I went to Millennicon last Saturday for a few hours. We had a bit of trouble getting there, as Kevin confidently did not print out the directions and I forgot to write them out. πŸ™‚ This year we brought along a couple of people from our gaming group, which was fun. We of course lost each other almost immediately. πŸ™‚

Anyway, Millennicon is a small and relaxing con these days, mostly due to a very nice venue and a much more relaxed con committee. I haven’t actually attended the entire convention for a while, though, due to both lack of a ride willing to stay all weekend and lack of energy in the middle of March. (Not that I have any more energy the rest of the year these days.) We stayed a few daytime hours, which was about as long as I really wanted these days and didn’t exhaust me.

I know that sounds that I’m an old lady or something, but I’m not joking. I even got offered tickets to see Liz Carroll that night, and had to refuse from fear of exhaustion.
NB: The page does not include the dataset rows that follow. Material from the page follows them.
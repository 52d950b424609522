//! Rule requiring modifier parameters to default to `Modifier`.
//!
//! # Rationale
//!
//! Callers should be able to leave the modifier out. `= Modifier` is the
//! empty modifier and the conventional default.
//!
//! Nullable modifiers and composables whose signature is inherited (where
//! Kotlin does not allow defaults) are exempt. The rule can fix what it
//! reports by appending ` = Modifier` (` = GlanceModifier` for Glance).
//!
//! # Configuration
//!
//! - `customModifiers`: extra type names treated as modifiers
//!
//! # Suppression
//!
//! - `@Suppress("ModifierWithoutDefault")` on the function or file
//! - `// compose-lint: allow(modifier-without-default)` comment

use compose_lint_core::kotlin::{Function, ModifierTypes};
use compose_lint_core::{ConfigResolver, Emitter, Rule};
use tracing::debug;

use crate::support::signature_is_inherited;

/// Rule code for modifier-without-default.
pub const CODE: &str = "CL017";

/// Rule name for modifier-without-default.
pub const NAME: &str = "modifier-without-default";

const MESSAGE: &str = "This @Composable function has a modifier parameter but it doesn't have a default value. \
Add `= Modifier` as its default.";

/// Flags and fixes modifier parameters without a default value.
#[derive(Debug, Clone, Copy, Default)]
pub struct ModifierWithoutDefault;

impl ModifierWithoutDefault {
    /// Creates the rule.
    #[must_use]
    pub fn new() -> Self {
        Self
    }
}

impl Rule for ModifierWithoutDefault {
    fn name(&self) -> &'static str {
        NAME
    }

    fn code(&self) -> &'static str {
        CODE
    }

    fn description(&self) -> &'static str {
        "Modifier parameters default to `Modifier`"
    }

    fn visit_composable(&self, function: Function<'_>, emitter: &mut dyn Emitter, config: &ConfigResolver<'_>) {
        if signature_is_inherited(&function) {
            return;
        }
        let modifier_types = ModifierTypes::from_config(config);
        let missing = function
            .parameters()
            .into_iter()
            .filter(|p| modifier_types.is_modifier(p) && !p.is_nullable() && !p.has_default());
        for parameter in missing {
            let node = parameter.node();
            if emitter.report(node, MESSAGE, true).should_fix() {
                let default = ModifierTypes::default_for(&parameter);
                debug!(parameter = parameter.name().unwrap_or_default(), default, "Adding default");
                node.replace_text(format!("{} = {default}", node.text()));
            }
        }
    }
}

#[cfg(test)]
mod tests {
    use super::*;
    use crate::testing::{check_code, check_code_with, fix_code, lines};

    #[test]
    fn test_detects_modifier_without_default() {
        let violations = check_code(
            ModifierWithoutDefault::new(),
            r"
@Composable
fun Avatar(modifier: Modifier) {}

@Composable
fun Badge(modifier: Modifier = Modifier, iconModifier: Modifier?) {}

interface Screen {
    @Composable
    fun Content(modifier: Modifier)
}
",
        );
        assert_eq!(lines(&violations), vec![3]);
        assert!(violations[0].can_auto_correct);
    }

    #[test]
    fn test_fix_appends_default() {
        let (fixed, remaining) = fix_code(
            ModifierWithoutDefault::new(),
            "@Composable\nfun Avatar(name: String, modifier: Modifier) {}\n",
        );
        assert_eq!(fixed, "@Composable\nfun Avatar(name: String, modifier: Modifier = Modifier) {}\n");
        assert!(remaining.is_empty());
    }

    #[test]
    fn test_glance_and_custom_modifiers() {
        let source = r"
@Composable
fun Widget(modifier: GlanceModifier) {}

@Composable
fun Styled(style: StyleModifier) {}
";
        assert_eq!(lines(&check_code(ModifierWithoutDefault::new(), source)), vec![3]);
        let violations = check_code_with(ModifierWithoutDefault::new(), source, "customModifiers = \"StyleModifier\"");
        assert_eq!(lines(&violations), vec![3, 6]);

        let (fixed, _) = fix_code(ModifierWithoutDefault::new(), source);
        assert!(fixed.contains("fun Widget(modifier: GlanceModifier = GlanceModifier)"));
    }
}
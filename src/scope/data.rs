// ABOUTME: Private data frames carrying @index, @key and helper-injected metadata
// ABOUTME: Kept apart from the context chain so ordinary path lookups never see them

use crate::value::{Map, Value};

/// A set of private variables (`@index`, `@first`, `@exclaim`, ...).
///
/// Helpers build one to inject data for their body; `Options::data_frame`
/// returns one as a flattened snapshot of the active chain.
#[derive(Debug, Clone, Default, PartialEq)]
pub struct DataFrame {
    entries: Map,
}

impl DataFrame {
    pub fn new() -> Self {
        Self::default()
    }

    pub fn get(&self, key: &str) -> Option<&Value> {
        self.entries.get(key)
    }

    pub fn set(&mut self, key: impl Into<String>, value: impl Into<Value>) {
        self.entries.insert(key.into(), value.into());
    }

    /// Builder form of [`DataFrame::set`]
    pub fn with(mut self, key: impl Into<String>, value: impl Into<Value>) -> Self {
        self.set(key, value);
        self
    }

    pub fn remove(&mut self, key: &str) -> Option<Value> {
        self.entries.shift_remove(key)
    }

    pub fn contains(&self, key: &str) -> bool {
        self.entries.contains_key(key)
    }

    pub fn len(&self) -> usize {
        self.entries.len()
    }

    pub fn is_empty(&self) -> bool {
        self.entries.is_empty()
    }

    pub fn iter(&self) -> impl Iterator<Item = (&String, &Value)> {
        self.entries.iter()
    }

    /// Iteration metadata for element `index` of a collection of `len` items
    pub fn for_iteration(index: usize, len: usize) -> Self {
        Self::new()
            .with("index", index)
            .with("first", index == 0)
            .with("last", index + 1 == len)
    }

    pub(crate) fn from_map(entries: Map) -> Self {
        Self { entries }
    }
}

impl From<DataFrame> for Value {
    fn from(frame: DataFrame) -> Self {
        Value::Mapping(frame.entries)
    }
}

#[cfg(test)]
mod tests {
    use super::*;

    #[test]
    fn test_iteration_metadata() {
        let first = DataFrame::for_iteration(0, 3);
        assert_eq!(first.get("index"), Some(&Value::from(0)));
        assert_eq!(first.get("first"), Some(&Value::from(true)));
        assert_eq!(first.get("last"), Some(&Value::from(false)));

        let last = DataFrame::for_iteration(2, 3);
        assert_eq!(last.get("last"), Some(&Value::from(true)));
    }

    #[test]
    fn test_builder_and_removal() {
        let mut frame = DataFrame::new().with("exclaim", "!");
        assert!(frame.contains("exclaim"));
        assert_eq!(frame.remove("exclaim"), Some(Value::from("!")));
        assert!(frame.is_empty());
    }
}
// ABOUTME: Call-site dispatch: decides whether a head names a helper and invokes it
// ABOUTME: Evaluates positional and hash arguments with their literal kinds preserved

use indexmap::IndexMap;
use std::sync::Arc;
use tracing::trace;

use crate::ast::{Expr, Literal, PathExpr, SubExpr, Template};
use crate::helpers::{CallError, Helper, HelperEntry};
use crate::scope::Cursor;
use crate::value::Value;

use super::error::{RenderError, Result};
use super::options::{BodyRef, Hash, Options};
use super::renderer::Renderer;

/// Helper selected for a call site
pub(crate) enum Callee<'r> {
    Registered(&'r HelperEntry),
    /// Helper-function value found in the context (`{{./helper 1}}`, `{{hash/helper 1}}`)
    Lambda { name: String, helper: Arc<Helper> },
}

impl Callee<'_> {
    pub fn name(&self) -> &str {
        match self {
            Callee::Registered(entry) => entry.name(),
            Callee::Lambda { name, .. } => name.as_str(),
        }
    }

    pub fn helper(&self) -> &Helper {
        match self {
            Callee::Registered(entry) => entry.helper(),
            Callee::Lambda { helper, .. } => helper.as_ref(),
        }
    }

    pub fn is_raw(&self) -> bool {
        matches!(self, Callee::Registered(entry) if entry.is_raw())
    }
}

/// What the head of a mustache, block or sub-expression refers to
pub(crate) enum Head<'r> {
    Helper(Callee<'r>),
    Value(Value),
}

/// Call-site arguments that stay unevaluated until the helper is invoked
pub(crate) struct CallSite<'a> {
    pub params: &'a [Expr],
    pub hash: &'a IndexMap<String, Expr>,
    pub body: Option<BodyRef<'a>>,
    pub inverse: Option<&'a Template>,
}

impl<'r> Renderer<'r> {
    /// Registered helpers win for bare single-segment heads. Scoped, parent and
    /// data paths always resolve against the scope chains.
    pub(crate) fn resolve_head(&self, cursor: Cursor, head: &PathExpr) -> Head<'r> {
        if let Some(entry) = head.helper_name().and_then(|name| self.registry.get(name)) {
            trace!(helper = entry.name(), "head resolved to registered helper");
            return Head::Helper(Callee::Registered(entry));
        }

        match self.resolve(cursor, head) {
            Value::Helper(helper) => {
                trace!(path = %head, "head resolved to helper value in context");
                Head::Helper(Callee::Lambda {
                    name: head.to_string(),
                    helper,
                })
            }
            value => Head::Value(value),
        }
    }

    pub(crate) fn eval_expr(&self, cursor: Cursor, expr: &Expr) -> Result<Value> {
        match expr {
            Expr::Path(path) => Ok(self.resolve(cursor, path)),
            Expr::Literal(literal) => Ok(literal_value(literal)),
            Expr::SubExpr(sub) => self.eval_subexpr(cursor, sub),
        }
    }

    fn eval_subexpr(&self, cursor: Cursor, sub: &SubExpr) -> Result<Value> {
        match self.resolve_head(cursor, &sub.head) {
            Head::Helper(callee) => {
                if callee.is_raw() {
                    return Err(RenderError::RawHelperMisuse {
                        name: callee.name().to_string(),
                    });
                }
                let site = CallSite {
                    params: &sub.params,
                    hash: &sub.hash,
                    body: None,
                    inverse: None,
                };
                self.invoke(cursor, &callee, site).map(Value::String)
            }
            Head::Value(value) => Ok(value),
        }
    }

    fn eval_params(&self, cursor: Cursor, params: &[Expr]) -> Result<Vec<Value>> {
        params
            .iter()
            .map(|expr| self.eval_expr(cursor, expr))
            .collect()
    }

    fn eval_hash(&self, cursor: Cursor, hash: &IndexMap<String, Expr>) -> Result<Hash> {
        let mut evaluated = Hash::with_capacity(hash.len());
        for (key, expr) in hash {
            evaluated.insert(key.clone(), self.eval_expr(cursor, expr)?);
        }
        Ok(evaluated)
    }

    /// Check arity, evaluate arguments, build Options and call the helper
    pub(crate) fn invoke<'a>(
        &'a self,
        cursor: Cursor,
        callee: &Callee<'_>,
        site: CallSite<'a>,
    ) -> Result<String> {
        let name = callee.name();
        let helper = callee.helper();
        let expected = helper.signature().arity();
        if site.params.len() != expected {
            return Err(RenderError::ArityMismatch {
                name: name.to_string(),
                expected,
                found: site.params.len(),
            });
        }

        let params = self.eval_params(cursor, site.params)?;
        let hash = self.eval_hash(cursor, site.hash)?;
        trace!(helper = name, params = params.len(), hash = hash.len(), "invoking helper");

        let options = Options::new(
            self,
            name.to_string(),
            cursor,
            params,
            hash,
            site.body,
            site.inverse,
        );

        helper.call(&options).map_err(|err| match err {
            CallError::Param {
                index,
                expected,
                found,
            } => RenderError::ParamType {
                name: name.to_string(),
                index,
                expected,
                found,
            },
            CallError::Failed(source) => match source.downcast::<RenderError>() {
                Ok(inner) => inner,
                Err(source) => RenderError::HelperFailed {
                    name: name.to_string(),
                    source,
                },
            },
        })
    }
}

fn literal_value(literal: &Literal) -> Value {
    match literal {
        Literal::String(s) => Value::String(s.clone()),
        Literal::Integer(i) => Value::Integer(*i),
        Literal::Float(f) => Value::Float(*f),
        Literal::Boolean(b) => Value::Bool(*b),
        Literal::Null => Value::Null,
    }
}
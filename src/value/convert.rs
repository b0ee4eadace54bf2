// ABOUTME: Conversions between the value model, Rust primitives and serde_json
// ABOUTME: Keeps integer and floating-point kinds distinct across every conversion

use serde::{Serialize, Serializer};
use serde_json::Value as JsonValue;

use super::{Map, Value};
use crate::helpers::Helper;

impl From<&str> for Value {
    fn from(s: &str) -> Self {
        Value::String(s.to_string())
    }
}

impl From<String> for Value {
    fn from(s: String) -> Self {
        Value::String(s)
    }
}

impl From<bool> for Value {
    fn from(b: bool) -> Self {
        Value::Bool(b)
    }
}

impl From<i32> for Value {
    fn from(i: i32) -> Self {
        Value::Integer(i64::from(i))
    }
}

impl From<i64> for Value {
    fn from(i: i64) -> Self {
        Value::Integer(i)
    }
}

impl From<u32> for Value {
    fn from(i: u32) -> Self {
        Value::Integer(i64::from(i))
    }
}

impl From<usize> for Value {
    fn from(i: usize) -> Self {
        Value::Integer(i64::try_from(i).unwrap_or(i64::MAX))
    }
}

impl From<f32> for Value {
    fn from(f: f32) -> Self {
        Value::Float(f64::from(f))
    }
}

impl From<f64> for Value {
    fn from(f: f64) -> Self {
        Value::Float(f)
    }
}

impl<T: Into<Value>> From<Vec<T>> for Value {
    fn from(items: Vec<T>) -> Self {
        Value::Sequence(items.into_iter().map(Into::into).collect())
    }
}

impl From<Map> for Value {
    fn from(map: Map) -> Self {
        Value::Mapping(map)
    }
}

impl<T: Into<Value>> From<Option<T>> for Value {
    fn from(option: Option<T>) -> Self {
        option.map_or(Value::Null, Into::into)
    }
}

impl From<Helper> for Value {
    fn from(helper: Helper) -> Self {
        Value::helper(helper)
    }
}

impl From<JsonValue> for Value {
    fn from(json: JsonValue) -> Self {
        match json {
            JsonValue::Null => Value::Null,
            JsonValue::Bool(b) => Value::Bool(b),
            JsonValue::Number(n) => match n.as_i64() {
                Some(i) => Value::Integer(i),
                None => Value::Float(n.as_f64().unwrap_or(f64::NAN)),
            },
            JsonValue::String(s) => Value::String(s),
            JsonValue::Array(items) => Value::Sequence(items.into_iter().map(Value::from).collect()),
            JsonValue::Object(object) => Value::Mapping(
                object
                    .into_iter()
                    .map(|(key, value)| (key, Value::from(value)))
                    .collect(),
            ),
        }
    }
}

impl From<&JsonValue> for Value {
    fn from(json: &JsonValue) -> Self {
        Value::from(json.clone())
    }
}

impl Value {
    /// Convert back to JSON. Absent values and helpers become `null`.
    pub fn to_json(&self) -> JsonValue {
        match self {
            Value::Absent | Value::Null | Value::Helper(_) => JsonValue::Null,
            Value::Bool(b) => JsonValue::Bool(*b),
            Value::Integer(i) => JsonValue::from(*i),
            Value::Float(f) => serde_json::Number::from_f64(*f)
                .map_or(JsonValue::Null, JsonValue::Number),
            Value::String(s) => JsonValue::String(s.clone()),
            Value::Sequence(items) => JsonValue::Array(items.iter().map(Value::to_json).collect()),
            Value::Mapping(map) => JsonValue::Object(
                map.iter()
                    .map(|(key, value)| (key.clone(), value.to_json()))
                    .collect(),
            ),
        }
    }
}

impl Serialize for Value {
    fn serialize<S: Serializer>(&self, serializer: S) -> Result<S::Ok, S::Error> {
        match self {
            Value::Absent | Value::Null | Value::Helper(_) => serializer.serialize_unit(),
            Value::Bool(b) => serializer.serialize_bool(*b),
            Value::Integer(i) => serializer.serialize_i64(*i),
            Value::Float(f) => serializer.serialize_f64(*f),
            Value::String(s) => serializer.serialize_str(s),
            Value::Sequence(items) => items.serialize(serializer),
            Value::Mapping(map) => map.serialize(serializer),
        }
    }
}
// ABOUTME: Common utilities and helpers for integration tests
// ABOUTME: Provides tree shorthands, an engine fixture and the helpers shared across test files

#![allow(dead_code)]

use serde_json::Value as JsonValue;

use mustachio::{Engine, EngineConfig, Helper, HelperResult, Node, Options, Template, Value};

/// Build a plain engine (no built-ins) with the given helpers registered
pub fn engine_with(helpers: Vec<(&str, Helper)>) -> Engine {
    let config = EngineConfig {
        builtin_helpers: false,
        ..EngineConfig::default()
    };
    let mut engine = Engine::with_config(config).unwrap();
    for (name, helper) in helpers {
        engine.register_helper(name, helper).unwrap();
    }
    engine
}

/// Render a list of nodes against a JSON context, panicking on render errors
pub fn render(engine: &Engine, nodes: Vec<Node>, context: JsonValue) -> String {
    engine
        .render_json(&Template::new(nodes), &context)
        .unwrap_or_else(|e| panic!("render failed: {}", e))
}

/// Render against a native value, for contexts holding helper values
pub fn render_value(engine: &Engine, nodes: Vec<Node>, context: Value) -> String {
    engine
        .render(&Template::new(nodes), &context)
        .unwrap_or_else(|e| panic!("render failed: {}", e))
}

pub fn text(text: &str) -> Node {
    Node::text(text)
}

pub fn var(path: &str) -> Node {
    Node::expr(path)
}

/// Native mapping from key/value pairs
pub fn mapping(entries: Vec<(&str, Value)>) -> Value {
    Value::Mapping(
        entries
            .into_iter()
            .map(|(key, value)| (key.to_string(), value))
            .collect(),
    )
}

pub fn link_helper(prefix: String, options: &Options) -> HelperResult {
    Ok(format!(
        r#"<a href="{}/{}">{}</a>"#,
        prefix,
        options.value_str("url"),
        options.value_str("text")
    ))
}

pub fn raw_helper(options: &Options) -> HelperResult {
    Ok(options.render_body()?)
}

pub fn raw_three_helper(a: String, b: String, c: String, options: &Options) -> HelperResult {
    Ok(options.render_body()? + &a + &b + &c)
}

pub fn form_helper(options: &Options) -> HelperResult {
    Ok(format!("<form>{}</form>", options.render_body()?))
}

pub fn form_ctx_helper(context: Value, options: &Options) -> HelperResult {
    Ok(format!("<form>{}</form>", options.render_body_with(context)?))
}

pub fn list_helper(context: Value, options: &Options) -> HelperResult {
    if let Some(items) = context.as_sequence().filter(|items| !items.is_empty()) {
        let mut result = String::from("<ul>");
        for item in items {
            result.push_str("<li>");
            result.push_str(&options.render_body_with(item.clone())?);
            result.push_str("</li>");
        }
        result.push_str("</ul>");
        return Ok(result);
    }

    Ok(format!("<p>{}</p>", options.render_inverse()?))
}

pub fn detect_data_helper(options: &Options) -> HelperResult {
    Ok(options
        .data_frame()
        .get("exclaim")
        .and_then(Value::as_str)
        .map(str::to_string)
        .unwrap_or_default())
}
I am tired these days, and I am prone to respiratory illnesses, and I already had a cold and a body part healing from two needle biopsies. I have to be realistic about what I can do, especially when I still have to get to church early Sunday morning.

Still, I’m sorry I dragged my lack of energy into Tom Smith’s concert, as I could tell it worried him. But I had a lot of fun at Mike Resnick’s gossipy talk on the Golden Age sf writers. The weird thing was that I really had to yell for Mr. Resnick to hear me. Since my normal speaking voice tends to carry really well, I really must’ve been half sick! πŸ™‚
Anyway, we all went and saw Elizabeth Moon, who’s a very good writer when she sets her mind to it. She doesn’t seem to be quite so good when she’s stressed and depressed as when she’s relaxed (based on bio details she told us versus what books she was writing at those times). Still, any writer who has produced both The Deed of Paksenarrion and The Speed of Dark has not wasted her talents.

Speaking of Paks, it seems that her story was not in fact based on a D&D campaign. It was based on having a campaign running in her home, with her listening to a bunch of kids who had no idea how war really worked. (She’d served as a Marine.) Being a long-time fantasy fan as well, the frustration got her writing. However, Moon did admit to using wargaming techniques to plan her battles — like turning real topographical maps of real nearby places on their sides and using the results for terrain in various bits of battlefield), and rolling minor characters’ survival chances against her battles’ average casualty and kill percentages. (Cracked me up!)

However, the big success of the Q & A was me asking whether Moon had done a lot of research for the futuristic foxhunting in her Hunting Party/Heris Serrano series. Hee! It turned out that Moon had done a lot of riding in her past, but not foxhunting. (We have foxhunting in the US, true, but not in her part of Texas.) However, she had become a HUGE fan of our Mr. Surtees during college. (Comedy! Social satire! Only a few years off from Austen! Honestly, I agree you’ve got to love him….) So she’d re-read, done some more research, and extrapolated from that. (And honestly, although the Serrano books are okay and interesting, I was much more into the riding and foxhunting than anything else. I think most people are.)

Anyway, she extrapolated so convincingly that she inadvertently convinced the Master of the Fitzwilliam (be impressed!) Hounds that she actually was a foxhunter. And got an invitation in the mail.

In a typical fit of writerly depression, she set it aside.

Then, in a fit of Extreme Horse Love, she came to her senses. Of course she was going to accept the invitation. She explained that she was a total novice, didn’t get in much riding anymore, threw herself on the Master’s mercy, and of course was still invited. She then went into training for the six months or so of time she had before going.

She couldn’t find anyplace to get a lot of her hunt equipment until she actually got to England, but when she did go, she found the little store which had everything and was run by the old guy who knew everything and could make everything. Then she went down to visit, and got shown around a place that had been a hunting preserve for the last thousand years and more. In short, she saw an England just like what an American who reads too much would like to see!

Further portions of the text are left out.